- Emory John Collinson
- This show should only hurt a little bit.
Whenever a theater sets out tissues at the end of the rows, you know it's going to be a rough one, and the emotionally charged story of The Elephant Man warrants the precaution.
In 1866 London, John Merrick (Micah Speirs) suffers from a condition that gives him rough skin growths and inoperable limbs, and faces exploitation as a sideshow attraction before Dr. Frederick Treves (Jude Bishop) takes him in. At the London Hospital, Merrick attempts to live the remainder of his short life as happily as he can, while in many ways still being used for monetary or emotional gain.
Ouch, right? But the story, an easy classic from 1977 playwright Bernard Pomerance, isn't what makes Springs Ensemble Theatre's version so effective; it's all in the simplicity. Rather than going all-out on stage design (which would've been difficult in SET's small space), they keep it subtle, sometimes only a single piece of furniture indicating setting. The effect proves striking, especially during the most emotional moments of the play.
Though such a simple set has its challenges when it comes to orienting the audience, it also serves the purpose of keeping attention focused on the actors. The ensemble bears the pressure well, especially the main three.
From the beginning, Speirs contorts himself to give the impression of deformity, exaggerating his crooked arm and limp as Merrick's condition worsens. Physically, it's a thoughtful performance, and despite affecting his speech and protruding his jaw he delivers his lines with as much emotion as the role deserves.
Bishop's performance lands subtler, playing the part of the concerned and calm doctor so steadily that his eventual emotional breakdown hurts that much more. And though everyone attempts British accents with varying degrees of success, his is the most consistent. During a scene in which Dr. Treves gives a lecture, it feels like you're listening to a particularly soothing audiobook.
E. Amber Singleton, who portrays Mrs. Kendal, shines as the show's standout success. Her overly theatrical introduction feels appropriate for the character: an actress hired to befriend Merrick. But Singleton slowly and naturally exposes Kendal's vulnerability through expert body language.
A solid supporting cast bears its own burden, pulling double duty with two or more roles each. Danine Schell and Taylor Geiman especially make it look easy, and the audience has no trouble telling when Geiman in particular is in "Bishop How" mode or "Ross the swindler" mode.

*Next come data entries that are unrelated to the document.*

//! API error handling
//!
//! Every failure renders as `{ error, message, entity?, field?, retryable }`
//! so the client can show which field failed, on which entity, and whether
//! trying again with different input can succeed.

use axum::{
    http::StatusCode,
    response::{IntoResponse, Response},
    Json,
};
use core_kernel::CoreError;
use infra_db::{DatabaseError, ErrorKind};
use serde::Serialize;
use thiserror::Error;
use tracing::error;

use crate::export::ExportError;

/// API error types
#[derive(Debug, Error)]
pub enum ApiError {
    #[error("Not found: {0}")]
    NotFound(String),

    #[error("Bad request: {0}")]
    BadRequest(String),

    #[error("Unauthorized")]
    Unauthorized,

    #[error("Forbidden: {0}")]
    Forbidden(String),

    #[error("Conflict: {0}")]
    Conflict(String),

    #[error("Validation error on '{field}': {message}")]
    Validation {
        entity: Option<String>,
        field: String,
        message: String,
    },

    #[error("Storage unavailable: {0}")]
    Unavailable(String),

    #[error("Internal server error: {0}")]
    Internal(String),
}

/// Error response body
#[derive(Debug, Serialize)]
pub struct ErrorResponse {
    pub error: String,
    pub message: String,
    #[serde(skip_serializing_if = "Option::is_none")]
    pub entity: Option<String>,
    #[serde(skip_serializing_if = "Option::is_none")]
    pub field: Option<String>,
    pub retryable: bool,
}

impl ApiError {
    pub fn validation(field: impl Into<String>, message: impl Into<String>) -> Self {
        ApiError::Validation {
            entity: None,
            field: field.into(),
            message: message.into(),
        }
    }

    /// Whether the same request can succeed with corrected input
    pub fn is_retryable(&self) -> bool {
        matches!(self, ApiError::Validation { .. } | ApiError::Conflict(_) | ApiError::BadRequest(_))
    }

    pub fn status(&self) -> StatusCode {
        match self {
            ApiError::NotFound(_) => StatusCode::NOT_FOUND,
            ApiError::BadRequest(_) => StatusCode::BAD_REQUEST,
            ApiError::Unauthorized => StatusCode::UNAUTHORIZED,
            ApiError::Forbidden(_) => StatusCode::FORBIDDEN,
            ApiError::Conflict(_) => StatusCode::CONFLICT,
            ApiError::Validation { .. } => StatusCode::UNPROCESSABLE_ENTITY,
            ApiError::Unavailable(_) => StatusCode::SERVICE_UNAVAILABLE,
            ApiError::Internal(_) => StatusCode::INTERNAL_SERVER_ERROR,
        }
    }

    fn error_type(&self) -> &'static str {
        match self {
            ApiError::NotFound(_) => "not_found",
            ApiError::BadRequest(_) => "bad_request",
            ApiError::Unauthorized => "unauthorized",
            ApiError::Forbidden(_) => "forbidden",
            ApiError::Conflict(_) => "conflict",
            ApiError::Validation { .. } => "validation_error",
            ApiError::Unavailable(_) => "storage_unavailable",
            ApiError::Internal(_) => "internal_error",
        }
    }
}

impl IntoResponse for ApiError {
    fn into_response(self) -> Response {
        let status = self.status();
        if status.is_server_error() {
            error!(error = %self, "Request failed");
        }

        let (entity, field, message) = match &self {
            ApiError::Validation { entity, field, message } => {
                (entity.clone(), Some(field.clone()), message.clone())
            }
            ApiError::NotFound(msg)
            | ApiError::BadRequest(msg)
            | ApiError::Forbidden(msg)
            | ApiError::Conflict(msg)
            | ApiError::Unavailable(msg)
            | ApiError::Internal(msg) => (None, None, msg.clone()),
            ApiError::Unauthorized => (None, None, "Unauthorized".to_string()),
        };

        let body = ErrorResponse {
            error: self.error_type().to_string(),
            message,
            entity,
            field,
            retryable: self.is_retryable(),
        };

        (status, Json(body)).into_response()
    }
}

impl From<DatabaseError> for ApiError {
    fn from(err: DatabaseError) -> Self {
        match err.kind() {
            ErrorKind::Validation => ApiError::Validation {
                entity: err.entity().map(str::to_string),
                field: err.field().unwrap_or("record").to_string(),
                message: err.to_string(),
            },
            ErrorKind::Conflict => ApiError::Conflict(err.to_string()),
            ErrorKind::NotFound => ApiError::NotFound(err.to_string()),
            ErrorKind::StorageUnavailable => ApiError::Unavailable(err.to_string()),
            ErrorKind::Internal => ApiError::Internal(err.to_string()),
        }
    }
}

impl From<CoreError> for ApiError {
    fn from(err: CoreError) -> Self {
        match err {
            CoreError::Validation { field, message } => ApiError::validation(field, message),
            CoreError::NotFound(msg) => ApiError::NotFound(msg),
            CoreError::Temporal(e) => ApiError::validation("window", e.to_string()),
            CoreError::Money(e) => ApiError::validation("amount", e.to_string()),
            CoreError::InvalidStateTransition(msg) => ApiError::validation("status", msg),
            CoreError::Configuration(msg) => ApiError::Internal(msg),
        }
    }
}

impl From<validator::ValidationErrors> for ApiError {
    fn from(errors: validator::ValidationErrors) -> Self {
        let field_errors = errors.field_errors();
        let first = field_errors
            .iter()
            .min_by_key(|(field, _)| field.to_string());
        match first {
            Some((field, errs)) => {
                let message = errs
                    .iter()
                    .map(|e| {
                        e.message
                            .as_ref()
                            .map(|m| m.to_string())
                            .unwrap_or_else(|| e.code.to_string())
                    })
                    .collect::<Vec<_>>()
                    .join(", ");
                ApiError::validation(field.to_string(), message)
            }
            None => ApiError::BadRequest(errors.to_string()),
        }
    }
}

impl From<ExportError> for ApiError {
    fn from(err: ExportError) -> Self {
        match err {
            ExportError::Empty => ApiError::NotFound(err.to_string()),
            other => ApiError::Internal(other.to_string()),
        }
    }
}

#[cfg(test)]
mod tests {
    use super::*;

    #[test]
    fn test_database_validation_keeps_field_and_entity() {
        let api: ApiError = DatabaseError::unresolved("seizure", "violation_id", 9999).into();
        match &api {
            ApiError::Validation { entity, field, .. } => {
                assert_eq!(entity.as_deref(), Some("seizure"));
                assert_eq!(field, "violation_id");
            }
            other => panic!("expected validation, got {:?}", other),
        }
        assert_eq!(api.status(), StatusCode::UNPROCESSABLE_ENTITY);
        assert!(api.is_retryable());
    }

    #[test]
    fn test_conflict_and_unavailable_statuses() {
        let conflict: ApiError = DatabaseError::duplicate("violation", "violation_number", "V1").into();
        assert_eq!(conflict.status(), StatusCode::CONFLICT);
        assert!(conflict.is_retryable());

        let down: ApiError = DatabaseError::ConnectionFailed("gone".into()).into();
        assert_eq!(down.status(), StatusCode::SERVICE_UNAVAILABLE);
        assert!(!down.is_retryable());
    }

    #[test]
    fn test_out_of_domain_enum_is_validation() {
        let err: ApiError = "speeding".parse::<domain_case::ViolationType>().unwrap_err().into();
        match err {
            ApiError::Validation { field, .. } => assert_eq!(field, "violation_type"),
            other => panic!("expected validation, got {:?}", other),
        }
    }
}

Along those lines, here's some advice: Pay attention to the costumes. According to designer Sarah Shaver, SET only spent $280 on them. Not only are they period-accurate, but some intentional symbolism went into the colors, specifically Mrs. Kendal's various gowns.
Add in fitting live ambient music provided by time-traveling, alt-folk duo The Rogue Spirits, and you've got a successful staging of a very difficult story.
And as this takes place during a period of British colonization, know going in that the script includes some racist language and mentions of colonialism. Also, be aware of ableist language when people discuss Merrick's condition.
Despite restrictions, spacial and financial, SET puts on a powerful production that's worth the watch — and maybe a tissue or two.